Instructions for the task -
Only one stretch of the data below should be repeated: the lines from the line containing "let restarted = pump(&mut" through the line containing "log.extend(step(&mut world, &mut", inclusive, exactly as they are.
--- Exercise materials Enclosed Below ---
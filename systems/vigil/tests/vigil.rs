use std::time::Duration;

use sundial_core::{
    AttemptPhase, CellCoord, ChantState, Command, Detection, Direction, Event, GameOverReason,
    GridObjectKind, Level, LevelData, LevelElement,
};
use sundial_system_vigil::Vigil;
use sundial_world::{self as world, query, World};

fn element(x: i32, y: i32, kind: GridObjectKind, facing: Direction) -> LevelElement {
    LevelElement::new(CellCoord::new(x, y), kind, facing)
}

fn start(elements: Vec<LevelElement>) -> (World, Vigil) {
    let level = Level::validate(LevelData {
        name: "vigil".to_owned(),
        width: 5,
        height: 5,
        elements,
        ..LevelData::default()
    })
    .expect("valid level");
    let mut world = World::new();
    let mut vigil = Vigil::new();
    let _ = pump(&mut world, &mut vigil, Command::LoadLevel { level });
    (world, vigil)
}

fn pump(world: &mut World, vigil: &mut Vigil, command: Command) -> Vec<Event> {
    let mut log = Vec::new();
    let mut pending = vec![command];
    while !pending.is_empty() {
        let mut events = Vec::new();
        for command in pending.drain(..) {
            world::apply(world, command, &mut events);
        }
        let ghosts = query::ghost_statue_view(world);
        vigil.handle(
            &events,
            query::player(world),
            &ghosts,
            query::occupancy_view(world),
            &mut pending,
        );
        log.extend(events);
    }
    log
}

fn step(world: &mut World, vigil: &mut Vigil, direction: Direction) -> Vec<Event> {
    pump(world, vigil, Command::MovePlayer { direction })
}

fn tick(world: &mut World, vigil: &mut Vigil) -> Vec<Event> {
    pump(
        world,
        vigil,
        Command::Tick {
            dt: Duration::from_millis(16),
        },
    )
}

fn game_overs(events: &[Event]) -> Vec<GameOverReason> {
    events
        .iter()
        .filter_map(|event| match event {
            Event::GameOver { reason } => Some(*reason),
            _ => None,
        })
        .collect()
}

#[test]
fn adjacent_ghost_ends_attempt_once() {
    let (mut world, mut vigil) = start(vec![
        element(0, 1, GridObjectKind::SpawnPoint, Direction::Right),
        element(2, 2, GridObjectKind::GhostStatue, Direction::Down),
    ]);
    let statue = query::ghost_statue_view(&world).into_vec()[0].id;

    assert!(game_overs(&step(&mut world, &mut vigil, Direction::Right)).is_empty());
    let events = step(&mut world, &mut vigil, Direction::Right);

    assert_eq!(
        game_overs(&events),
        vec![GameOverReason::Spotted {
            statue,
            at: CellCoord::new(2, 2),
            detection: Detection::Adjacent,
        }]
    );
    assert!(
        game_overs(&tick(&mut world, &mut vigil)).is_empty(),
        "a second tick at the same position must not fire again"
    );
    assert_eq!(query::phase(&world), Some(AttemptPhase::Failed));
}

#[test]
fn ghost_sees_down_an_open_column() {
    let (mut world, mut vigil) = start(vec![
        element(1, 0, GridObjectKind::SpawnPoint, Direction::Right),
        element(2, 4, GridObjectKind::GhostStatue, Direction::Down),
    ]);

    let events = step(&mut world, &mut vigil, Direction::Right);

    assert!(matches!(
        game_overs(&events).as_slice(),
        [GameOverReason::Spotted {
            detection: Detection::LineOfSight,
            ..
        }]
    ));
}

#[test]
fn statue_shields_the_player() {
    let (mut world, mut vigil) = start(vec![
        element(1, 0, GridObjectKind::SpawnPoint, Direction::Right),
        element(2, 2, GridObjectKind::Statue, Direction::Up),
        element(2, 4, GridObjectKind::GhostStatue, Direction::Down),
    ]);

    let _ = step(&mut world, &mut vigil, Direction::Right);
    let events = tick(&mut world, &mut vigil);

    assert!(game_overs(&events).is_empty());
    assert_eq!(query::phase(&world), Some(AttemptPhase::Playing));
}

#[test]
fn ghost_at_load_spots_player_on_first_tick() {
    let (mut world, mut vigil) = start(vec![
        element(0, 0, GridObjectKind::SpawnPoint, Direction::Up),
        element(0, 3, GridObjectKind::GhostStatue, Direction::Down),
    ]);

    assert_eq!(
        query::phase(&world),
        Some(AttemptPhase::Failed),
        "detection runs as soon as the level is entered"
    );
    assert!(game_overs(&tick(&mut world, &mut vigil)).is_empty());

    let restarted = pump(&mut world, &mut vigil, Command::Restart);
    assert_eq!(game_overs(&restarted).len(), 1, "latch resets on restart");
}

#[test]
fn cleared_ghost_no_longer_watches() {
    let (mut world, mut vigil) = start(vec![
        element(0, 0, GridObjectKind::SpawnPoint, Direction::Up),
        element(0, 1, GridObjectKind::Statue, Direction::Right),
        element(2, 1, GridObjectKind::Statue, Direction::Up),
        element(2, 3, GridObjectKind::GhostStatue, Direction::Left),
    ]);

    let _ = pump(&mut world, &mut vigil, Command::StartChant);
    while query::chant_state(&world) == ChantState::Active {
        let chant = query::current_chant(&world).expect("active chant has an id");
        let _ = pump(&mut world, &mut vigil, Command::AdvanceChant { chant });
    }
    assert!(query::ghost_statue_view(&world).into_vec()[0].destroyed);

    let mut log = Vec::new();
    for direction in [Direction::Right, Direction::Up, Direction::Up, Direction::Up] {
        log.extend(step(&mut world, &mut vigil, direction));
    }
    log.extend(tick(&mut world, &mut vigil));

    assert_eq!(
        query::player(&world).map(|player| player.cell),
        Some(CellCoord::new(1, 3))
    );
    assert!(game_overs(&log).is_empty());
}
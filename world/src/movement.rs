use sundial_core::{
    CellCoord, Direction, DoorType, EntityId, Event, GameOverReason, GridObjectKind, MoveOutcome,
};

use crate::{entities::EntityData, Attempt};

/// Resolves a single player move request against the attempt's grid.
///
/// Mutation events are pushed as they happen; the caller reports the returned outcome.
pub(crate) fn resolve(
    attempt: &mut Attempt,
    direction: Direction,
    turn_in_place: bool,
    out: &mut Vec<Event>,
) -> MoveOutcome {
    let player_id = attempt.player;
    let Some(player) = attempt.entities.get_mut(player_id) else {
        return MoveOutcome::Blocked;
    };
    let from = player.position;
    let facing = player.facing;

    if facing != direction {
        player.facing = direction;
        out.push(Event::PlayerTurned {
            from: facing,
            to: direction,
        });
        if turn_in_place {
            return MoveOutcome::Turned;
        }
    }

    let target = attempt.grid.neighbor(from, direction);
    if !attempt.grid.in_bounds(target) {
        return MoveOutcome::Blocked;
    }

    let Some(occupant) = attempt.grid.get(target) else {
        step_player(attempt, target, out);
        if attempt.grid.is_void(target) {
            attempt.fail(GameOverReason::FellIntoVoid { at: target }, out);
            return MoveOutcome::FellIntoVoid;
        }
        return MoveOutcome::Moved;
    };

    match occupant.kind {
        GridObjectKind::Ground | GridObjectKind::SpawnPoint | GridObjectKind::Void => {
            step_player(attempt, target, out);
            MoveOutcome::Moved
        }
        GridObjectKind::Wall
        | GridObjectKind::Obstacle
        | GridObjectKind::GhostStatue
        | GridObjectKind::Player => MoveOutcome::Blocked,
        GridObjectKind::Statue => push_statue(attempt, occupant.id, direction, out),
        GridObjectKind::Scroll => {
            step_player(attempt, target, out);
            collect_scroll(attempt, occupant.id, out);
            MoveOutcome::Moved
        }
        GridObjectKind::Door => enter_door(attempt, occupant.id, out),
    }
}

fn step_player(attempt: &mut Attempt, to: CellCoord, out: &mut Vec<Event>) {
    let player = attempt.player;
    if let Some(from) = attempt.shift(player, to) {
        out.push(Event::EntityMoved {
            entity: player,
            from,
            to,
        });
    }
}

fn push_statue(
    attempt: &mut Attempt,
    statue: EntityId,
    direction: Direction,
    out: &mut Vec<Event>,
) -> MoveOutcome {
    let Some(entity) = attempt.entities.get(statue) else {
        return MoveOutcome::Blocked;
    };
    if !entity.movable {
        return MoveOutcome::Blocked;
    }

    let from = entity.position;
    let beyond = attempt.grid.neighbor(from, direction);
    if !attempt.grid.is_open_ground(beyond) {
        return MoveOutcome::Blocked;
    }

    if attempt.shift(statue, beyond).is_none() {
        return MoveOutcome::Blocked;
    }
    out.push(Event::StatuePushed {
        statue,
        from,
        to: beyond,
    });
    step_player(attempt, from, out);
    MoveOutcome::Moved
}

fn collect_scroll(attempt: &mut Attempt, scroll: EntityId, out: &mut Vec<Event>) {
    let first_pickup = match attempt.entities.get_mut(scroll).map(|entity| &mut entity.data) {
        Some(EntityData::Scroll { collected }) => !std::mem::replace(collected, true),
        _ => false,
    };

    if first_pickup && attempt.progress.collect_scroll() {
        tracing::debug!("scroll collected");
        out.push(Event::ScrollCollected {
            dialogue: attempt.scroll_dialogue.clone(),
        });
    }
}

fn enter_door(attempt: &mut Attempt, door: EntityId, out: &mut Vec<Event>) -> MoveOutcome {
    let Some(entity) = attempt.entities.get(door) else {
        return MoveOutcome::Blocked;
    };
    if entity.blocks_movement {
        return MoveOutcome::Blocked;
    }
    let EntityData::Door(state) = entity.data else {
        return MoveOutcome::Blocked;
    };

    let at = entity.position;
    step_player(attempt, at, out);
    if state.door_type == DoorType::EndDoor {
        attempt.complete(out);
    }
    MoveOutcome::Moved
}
--- End of Enclosed Exercise materials ---
Task result -
    let restarted = pump(&mut world, &mut vigil, Command::Restart);
    assert_eq!(game_overs(&restarted).len(), 1, "latch resets on restart");
}

#[test]
fn cleared_ghost_no_longer_watches() {
    let (mut world, mut vigil) = start(vec![
        element(0, 0, GridObjectKind::SpawnPoint, Direction::Up),
        element(0, 1, GridObjectKind::Statue, Direction::Right),
        element(2, 1, GridObjectKind::Statue, Direction::Up),
        element(2, 3, GridObjectKind::GhostStatue, Direction::Left),
    ]);

    let _ = pump(&mut world, &mut vigil, Command::StartChant);
    while query::chant_state(&world) == ChantState::Active {
        let chant = query::current_chant(&world).expect("active chant has an id");
        let _ = pump(&mut world, &mut vigil, Command::AdvanceChant { chant });
    }
    assert!(query::ghost_statue_view(&world).into_vec()[0].destroyed);

    let mut log = Vec::new();
    for direction in [Direction::Right, Direction::Up, Direction::Up, Direction::Up] {
        log.extend(step(&mut world, &mut vigil, direction));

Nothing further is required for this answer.